TASK DETAILS:
Examine the data below and state how many lines contain "enum", offering no other words.

DATA SHOWN:
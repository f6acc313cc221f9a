//! JSON-over-HTTP client shared by the adapters.

use serde::de::DeserializeOwned;
use serde::{Deserialize, Serialize};
use url::Url;

use crate::endpoint::Endpoint;

/// Error type for fetch operations.
#[derive(Debug, Clone, thiserror::Error, PartialEq)]
pub enum FetchError {
    #[error("HTTP error: {status} for {url}")]
    Http {
        status: u16,
        url: String,
        /// Message from an `{"error": {"message": ...}}` body, if any.
        message: Option<String>,
    },

    #[error("Timeout: {0}")]
    Timeout(String),

    #[error("Connection error: {0}")]
    Connection(String),

    #[error("Deserialization error: {0}")]
    Deserialization(String),

    #[error("Request error: {0}")]
    Request(String),

    #[error("Invalid URL: {0}")]
    InvalidUrl(String),
}

impl From<reqwest::Error> for FetchError {
    fn from(e: reqwest::Error) -> Self {
        if e.is_timeout() {
            FetchError::Timeout(e.to_string())
        } else if e.is_connect() {
            FetchError::Connection(e.to_string())
        } else if e.is_decode() {
            FetchError::Deserialization(e.to_string())
        } else {
            FetchError::Request(e.to_string())
        }
    }
}

/// `{"error": {"message": "..."}}`, or `{"error": "..."}`.
#[derive(Debug, Deserialize)]
struct ErrorBody {
    error: ErrorDetail,
}

#[derive(Debug, Deserialize)]
#[serde(untagged)]
enum ErrorDetail {
    Object { message: String },
    Text(String),
}

/// Pull the human-readable message out of an error body.
pub(crate) fn error_message(body: &str) -> Option<String> {
    let parsed: ErrorBody = serde_json::from_str(body).ok()?;
    let message = match parsed.error {
        ErrorDetail::Object { message } => message,
        ErrorDetail::Text(message) => message,
    };
    (!message.trim().is_empty()).then_some(message)
}

/// POSTs JSON to one endpoint with its timeouts applied.
#[derive(Debug, Clone)]
pub struct JsonClient {
    client: reqwest::Client,
    endpoint: Endpoint,
}

impl JsonClient {
    /// Build a client for an endpoint.
    ///
    /// # Errors
    ///
    /// Returns error if the HTTP client fails to build.
    pub fn new(endpoint: Endpoint) -> Result<Self, FetchError> {
        let client = reqwest::Client::builder()
            .connect_timeout(endpoint.timeouts.connect)
            .timeout(endpoint.timeouts.total)
            .build()?;
        Ok(Self { client, endpoint })
    }

    pub fn endpoint(&self) -> &Endpoint {
        &self.endpoint
    }

    /// POST to the endpoint itself.
    pub async fn post<B, T>(&self, body: &B) -> Result<T, FetchError>
    where
        B: Serialize + Sync,
        T: DeserializeOwned,
    {
        self.send(self.endpoint.url.clone(), body).await
    }

    /// POST to a path below the endpoint.
    pub async fn post_to<B, T>(&self, path: &str, body: &B) -> Result<T, FetchError>
    where
        B: Serialize + Sync,
        T: DeserializeOwned,
    {
        self.send(self.endpoint.join(path)?, body).await
    }

    async fn send<B, T>(&self, url: Url, body: &B) -> Result<T, FetchError>
    where
        B: Serialize + Sync,
        T: DeserializeOwned,
    {
        let started = std::time::Instant::now();
        let response = self.client.post(url.clone()).json(body).send().await?;
        let status = response.status();
        tracing::debug!(
            url = %url,
            status = status.as_u16(),
            elapsed_ms = started.elapsed().as_millis() as u64,
            "collaborator responded"
        );

        if status.is_success() {
            return response
                .json()
                .await
                .map_err(|e| FetchError::Deserialization(e.to_string()));
        }

        let text = response.text().await.unwrap_or_default();
        Err(FetchError::Http {
            status: status.as_u16(),
            url: url.to_string(),
            message: error_message(&text),
        })
    }
}
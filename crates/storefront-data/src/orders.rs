//! HTTP order store.

use async_trait::async_trait;
use storefront_commerce::checkout::{OrderConfirmation, OrderDraft, OrderStore, OrderStoreError};

use crate::client::{FetchError, JsonClient};
use crate::endpoint::Endpoint;

/// Records orders by POSTing the draft to the orders endpoint.
#[derive(Debug, Clone)]
pub struct HttpOrderStore {
    client: JsonClient,
}

impl HttpOrderStore {
    pub fn new(endpoint: Endpoint) -> Result<Self, FetchError> {
        Ok(Self {
            client: JsonClient::new(endpoint)?,
        })
    }
}

impl From<FetchError> for OrderStoreError {
    fn from(e: FetchError) -> Self {
        match e {
            FetchError::Http {
                status, message, ..
            } => OrderStoreError::Rejected {
                status,
                message: message.unwrap_or_else(|| "no error message".to_string()),
            },
            FetchError::Deserialization(message) => OrderStoreError::InvalidResponse(message),
            other => OrderStoreError::Transport(other.to_string()),
        }
    }
}

#[async_trait]
impl OrderStore for HttpOrderStore {
    async fn create_order(&self, draft: &OrderDraft) -> Result<OrderConfirmation, OrderStoreError> {
        let confirmation: OrderConfirmation = self.client.post(draft).await?;
        tracing::debug!(
            checkout_id = %draft.checkout_id,
            order_id = %confirmation.order_id,
            "order stored"
        );
        Ok(confirmation)
    }
}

EXPECTED ANSWER:
2